### YOUR ASSIGNMENT
Count up the lines below where the word "repository" shows up, and respond with the number alone.

### TASK DATA
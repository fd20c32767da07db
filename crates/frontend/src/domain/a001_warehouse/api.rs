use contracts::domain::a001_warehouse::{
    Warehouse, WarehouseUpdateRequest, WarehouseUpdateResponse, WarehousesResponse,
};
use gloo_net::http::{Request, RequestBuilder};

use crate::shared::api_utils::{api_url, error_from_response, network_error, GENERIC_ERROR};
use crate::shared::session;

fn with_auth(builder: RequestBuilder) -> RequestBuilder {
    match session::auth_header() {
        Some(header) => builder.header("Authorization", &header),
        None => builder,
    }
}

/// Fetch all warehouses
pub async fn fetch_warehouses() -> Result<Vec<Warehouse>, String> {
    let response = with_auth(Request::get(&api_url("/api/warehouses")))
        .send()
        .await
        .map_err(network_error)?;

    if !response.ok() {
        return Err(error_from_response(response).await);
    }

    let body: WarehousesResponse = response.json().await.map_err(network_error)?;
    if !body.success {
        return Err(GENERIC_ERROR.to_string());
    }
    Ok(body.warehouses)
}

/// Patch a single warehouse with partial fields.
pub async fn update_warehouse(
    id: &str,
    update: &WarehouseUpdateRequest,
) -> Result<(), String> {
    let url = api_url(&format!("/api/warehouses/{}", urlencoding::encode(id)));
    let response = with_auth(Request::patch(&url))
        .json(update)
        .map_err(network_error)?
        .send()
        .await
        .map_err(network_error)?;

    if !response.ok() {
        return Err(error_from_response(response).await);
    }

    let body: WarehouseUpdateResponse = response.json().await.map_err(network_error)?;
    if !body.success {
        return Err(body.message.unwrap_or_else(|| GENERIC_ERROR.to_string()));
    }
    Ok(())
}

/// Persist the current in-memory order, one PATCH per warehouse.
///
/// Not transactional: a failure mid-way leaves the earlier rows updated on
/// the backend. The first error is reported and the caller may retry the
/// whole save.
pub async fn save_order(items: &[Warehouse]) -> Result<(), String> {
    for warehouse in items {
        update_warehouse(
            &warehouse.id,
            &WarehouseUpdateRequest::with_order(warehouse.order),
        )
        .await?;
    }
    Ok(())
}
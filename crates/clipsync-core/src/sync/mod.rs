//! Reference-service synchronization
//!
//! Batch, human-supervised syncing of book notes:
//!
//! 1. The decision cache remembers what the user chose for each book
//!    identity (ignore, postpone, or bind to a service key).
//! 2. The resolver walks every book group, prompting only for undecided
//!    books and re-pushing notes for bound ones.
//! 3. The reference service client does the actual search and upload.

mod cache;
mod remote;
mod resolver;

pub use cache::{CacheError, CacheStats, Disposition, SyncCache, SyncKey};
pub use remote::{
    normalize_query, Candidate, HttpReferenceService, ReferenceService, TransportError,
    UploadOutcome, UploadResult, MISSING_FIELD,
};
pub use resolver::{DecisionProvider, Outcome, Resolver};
==
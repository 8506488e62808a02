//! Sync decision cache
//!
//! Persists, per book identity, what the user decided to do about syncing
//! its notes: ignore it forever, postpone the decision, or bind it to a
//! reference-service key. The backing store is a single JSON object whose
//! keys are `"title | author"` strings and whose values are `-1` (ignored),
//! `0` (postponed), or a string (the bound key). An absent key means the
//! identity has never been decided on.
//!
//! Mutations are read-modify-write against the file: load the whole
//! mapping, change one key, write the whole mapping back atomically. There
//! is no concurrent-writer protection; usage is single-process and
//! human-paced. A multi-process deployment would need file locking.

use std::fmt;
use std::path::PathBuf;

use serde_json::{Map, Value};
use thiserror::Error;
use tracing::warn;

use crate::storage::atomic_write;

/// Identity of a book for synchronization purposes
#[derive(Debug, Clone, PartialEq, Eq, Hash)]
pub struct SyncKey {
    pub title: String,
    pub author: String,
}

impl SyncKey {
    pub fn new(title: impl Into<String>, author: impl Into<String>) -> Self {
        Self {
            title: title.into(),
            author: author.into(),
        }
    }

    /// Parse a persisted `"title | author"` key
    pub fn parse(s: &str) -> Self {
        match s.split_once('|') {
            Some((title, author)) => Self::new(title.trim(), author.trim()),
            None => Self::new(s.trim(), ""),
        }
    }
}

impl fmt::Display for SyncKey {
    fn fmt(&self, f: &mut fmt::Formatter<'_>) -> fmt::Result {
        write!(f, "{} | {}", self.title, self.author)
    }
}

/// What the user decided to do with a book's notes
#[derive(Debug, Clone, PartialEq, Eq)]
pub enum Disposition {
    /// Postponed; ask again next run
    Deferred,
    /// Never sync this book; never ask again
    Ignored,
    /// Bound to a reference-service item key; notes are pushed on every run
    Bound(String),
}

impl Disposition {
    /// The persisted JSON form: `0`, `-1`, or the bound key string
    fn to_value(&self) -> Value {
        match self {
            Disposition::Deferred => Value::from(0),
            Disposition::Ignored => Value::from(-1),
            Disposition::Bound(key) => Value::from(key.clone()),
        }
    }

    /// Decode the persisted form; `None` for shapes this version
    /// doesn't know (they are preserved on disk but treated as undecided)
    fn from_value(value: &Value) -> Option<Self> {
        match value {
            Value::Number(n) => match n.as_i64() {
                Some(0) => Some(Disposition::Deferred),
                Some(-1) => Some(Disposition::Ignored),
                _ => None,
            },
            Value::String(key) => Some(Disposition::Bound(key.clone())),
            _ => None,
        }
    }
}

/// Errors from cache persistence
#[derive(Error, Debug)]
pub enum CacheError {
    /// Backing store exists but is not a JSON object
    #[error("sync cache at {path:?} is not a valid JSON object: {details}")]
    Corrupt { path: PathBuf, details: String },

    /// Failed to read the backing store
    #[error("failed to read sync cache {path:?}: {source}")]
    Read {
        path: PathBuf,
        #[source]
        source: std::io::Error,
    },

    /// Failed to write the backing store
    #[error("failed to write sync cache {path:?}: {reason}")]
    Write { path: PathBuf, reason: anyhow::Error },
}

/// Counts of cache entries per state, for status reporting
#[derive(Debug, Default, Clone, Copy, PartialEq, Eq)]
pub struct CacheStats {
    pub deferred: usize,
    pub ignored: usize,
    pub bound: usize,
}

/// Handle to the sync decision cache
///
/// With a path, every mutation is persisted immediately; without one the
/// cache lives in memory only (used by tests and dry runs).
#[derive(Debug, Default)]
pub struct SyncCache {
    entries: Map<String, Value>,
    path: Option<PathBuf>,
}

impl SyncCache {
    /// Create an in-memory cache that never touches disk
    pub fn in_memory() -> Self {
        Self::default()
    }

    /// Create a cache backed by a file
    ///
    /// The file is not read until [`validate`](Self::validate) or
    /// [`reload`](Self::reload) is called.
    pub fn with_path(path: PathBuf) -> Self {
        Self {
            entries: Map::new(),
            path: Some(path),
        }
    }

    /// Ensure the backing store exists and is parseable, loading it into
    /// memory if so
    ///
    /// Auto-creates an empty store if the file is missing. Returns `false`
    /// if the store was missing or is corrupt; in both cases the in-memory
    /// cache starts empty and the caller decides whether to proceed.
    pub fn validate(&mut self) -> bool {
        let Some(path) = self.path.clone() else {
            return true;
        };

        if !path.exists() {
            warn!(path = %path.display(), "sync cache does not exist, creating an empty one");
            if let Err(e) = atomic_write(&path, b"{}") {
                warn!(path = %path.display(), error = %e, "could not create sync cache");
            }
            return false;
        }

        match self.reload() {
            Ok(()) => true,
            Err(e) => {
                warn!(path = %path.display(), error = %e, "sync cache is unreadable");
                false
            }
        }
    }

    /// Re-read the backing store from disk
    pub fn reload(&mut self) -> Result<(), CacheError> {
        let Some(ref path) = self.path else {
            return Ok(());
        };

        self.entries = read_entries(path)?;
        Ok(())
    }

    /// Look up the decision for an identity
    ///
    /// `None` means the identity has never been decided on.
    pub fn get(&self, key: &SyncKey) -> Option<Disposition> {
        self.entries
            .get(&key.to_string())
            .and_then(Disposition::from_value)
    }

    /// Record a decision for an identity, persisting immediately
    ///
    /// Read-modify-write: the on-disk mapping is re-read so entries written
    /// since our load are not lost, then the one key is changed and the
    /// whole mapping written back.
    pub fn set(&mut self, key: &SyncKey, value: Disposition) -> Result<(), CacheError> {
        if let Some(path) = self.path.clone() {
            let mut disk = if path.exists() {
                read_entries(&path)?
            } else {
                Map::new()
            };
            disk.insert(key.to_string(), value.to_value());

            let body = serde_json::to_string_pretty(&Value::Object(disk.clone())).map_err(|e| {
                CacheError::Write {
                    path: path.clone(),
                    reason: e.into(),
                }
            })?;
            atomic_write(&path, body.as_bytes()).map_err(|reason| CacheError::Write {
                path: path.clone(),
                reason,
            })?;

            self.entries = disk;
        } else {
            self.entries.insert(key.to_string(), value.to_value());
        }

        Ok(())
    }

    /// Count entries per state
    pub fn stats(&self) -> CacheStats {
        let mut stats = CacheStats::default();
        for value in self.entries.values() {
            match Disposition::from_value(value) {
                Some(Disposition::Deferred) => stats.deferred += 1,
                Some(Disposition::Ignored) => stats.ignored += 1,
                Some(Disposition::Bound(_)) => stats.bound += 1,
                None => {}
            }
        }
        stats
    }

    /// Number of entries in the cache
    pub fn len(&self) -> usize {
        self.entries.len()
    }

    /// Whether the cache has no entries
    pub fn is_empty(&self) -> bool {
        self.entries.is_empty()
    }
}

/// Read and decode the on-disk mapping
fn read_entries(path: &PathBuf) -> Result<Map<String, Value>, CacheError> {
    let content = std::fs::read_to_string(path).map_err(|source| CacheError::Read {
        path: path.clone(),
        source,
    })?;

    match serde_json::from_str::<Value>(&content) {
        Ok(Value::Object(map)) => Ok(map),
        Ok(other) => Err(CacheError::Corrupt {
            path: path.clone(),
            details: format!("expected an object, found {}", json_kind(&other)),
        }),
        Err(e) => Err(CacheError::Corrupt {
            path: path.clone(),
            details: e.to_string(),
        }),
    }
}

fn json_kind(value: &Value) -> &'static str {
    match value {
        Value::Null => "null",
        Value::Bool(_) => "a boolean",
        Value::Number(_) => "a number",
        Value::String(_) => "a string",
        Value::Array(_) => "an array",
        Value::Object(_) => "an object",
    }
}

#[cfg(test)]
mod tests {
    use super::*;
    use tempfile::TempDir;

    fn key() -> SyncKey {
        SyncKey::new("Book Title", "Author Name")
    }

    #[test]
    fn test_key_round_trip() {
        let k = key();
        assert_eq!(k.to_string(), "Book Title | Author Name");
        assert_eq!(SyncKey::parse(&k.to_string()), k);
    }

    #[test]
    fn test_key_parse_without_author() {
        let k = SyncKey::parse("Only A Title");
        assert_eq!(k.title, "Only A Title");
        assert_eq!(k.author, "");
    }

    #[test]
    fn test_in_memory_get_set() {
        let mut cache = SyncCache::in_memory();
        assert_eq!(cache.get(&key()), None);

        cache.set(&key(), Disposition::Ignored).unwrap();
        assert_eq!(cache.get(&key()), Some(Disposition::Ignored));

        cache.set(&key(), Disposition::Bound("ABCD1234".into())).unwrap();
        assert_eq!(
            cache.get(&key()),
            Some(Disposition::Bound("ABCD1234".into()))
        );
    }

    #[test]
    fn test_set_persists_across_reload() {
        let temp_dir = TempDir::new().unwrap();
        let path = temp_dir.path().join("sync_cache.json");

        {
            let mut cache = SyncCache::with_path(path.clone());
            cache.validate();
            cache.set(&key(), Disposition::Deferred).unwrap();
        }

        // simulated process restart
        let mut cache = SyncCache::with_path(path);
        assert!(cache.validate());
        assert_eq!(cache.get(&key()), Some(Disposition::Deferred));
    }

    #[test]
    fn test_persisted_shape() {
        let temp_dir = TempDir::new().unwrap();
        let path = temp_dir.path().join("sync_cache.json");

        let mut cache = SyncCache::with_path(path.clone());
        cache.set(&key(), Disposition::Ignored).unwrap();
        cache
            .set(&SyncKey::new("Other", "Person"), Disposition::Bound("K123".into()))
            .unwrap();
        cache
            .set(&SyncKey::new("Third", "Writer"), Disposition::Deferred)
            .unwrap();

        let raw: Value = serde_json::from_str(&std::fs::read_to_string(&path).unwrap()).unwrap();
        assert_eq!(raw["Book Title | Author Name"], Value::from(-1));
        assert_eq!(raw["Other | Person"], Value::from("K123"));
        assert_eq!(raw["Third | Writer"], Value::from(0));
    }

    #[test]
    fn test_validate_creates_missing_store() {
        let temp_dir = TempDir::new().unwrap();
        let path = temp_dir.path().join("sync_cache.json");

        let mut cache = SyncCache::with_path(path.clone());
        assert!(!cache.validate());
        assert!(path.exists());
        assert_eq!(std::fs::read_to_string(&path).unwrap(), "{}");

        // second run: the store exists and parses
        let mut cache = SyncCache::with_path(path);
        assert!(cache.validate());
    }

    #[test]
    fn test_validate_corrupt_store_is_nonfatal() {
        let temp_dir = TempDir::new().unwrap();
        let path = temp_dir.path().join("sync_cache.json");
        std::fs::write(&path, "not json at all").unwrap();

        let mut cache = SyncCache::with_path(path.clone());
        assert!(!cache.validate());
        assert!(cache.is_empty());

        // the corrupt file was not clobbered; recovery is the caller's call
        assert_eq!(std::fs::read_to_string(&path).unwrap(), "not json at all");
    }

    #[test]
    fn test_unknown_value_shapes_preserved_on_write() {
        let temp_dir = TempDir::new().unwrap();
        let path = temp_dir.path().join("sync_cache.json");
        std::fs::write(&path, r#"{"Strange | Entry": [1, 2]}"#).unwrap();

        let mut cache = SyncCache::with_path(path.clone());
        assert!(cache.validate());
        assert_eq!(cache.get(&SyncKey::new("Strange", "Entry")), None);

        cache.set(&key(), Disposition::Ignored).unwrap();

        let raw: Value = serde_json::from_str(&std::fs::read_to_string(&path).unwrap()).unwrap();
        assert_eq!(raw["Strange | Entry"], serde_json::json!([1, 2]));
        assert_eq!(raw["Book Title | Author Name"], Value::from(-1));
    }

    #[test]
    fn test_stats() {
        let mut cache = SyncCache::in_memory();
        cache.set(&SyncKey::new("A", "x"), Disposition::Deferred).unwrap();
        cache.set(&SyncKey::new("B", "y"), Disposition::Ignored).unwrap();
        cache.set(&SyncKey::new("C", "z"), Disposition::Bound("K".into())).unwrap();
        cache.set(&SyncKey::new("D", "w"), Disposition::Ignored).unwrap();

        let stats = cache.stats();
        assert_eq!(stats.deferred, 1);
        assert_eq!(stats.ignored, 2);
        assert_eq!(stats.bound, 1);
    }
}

### SOLUTION TO THIS EXERCISE
2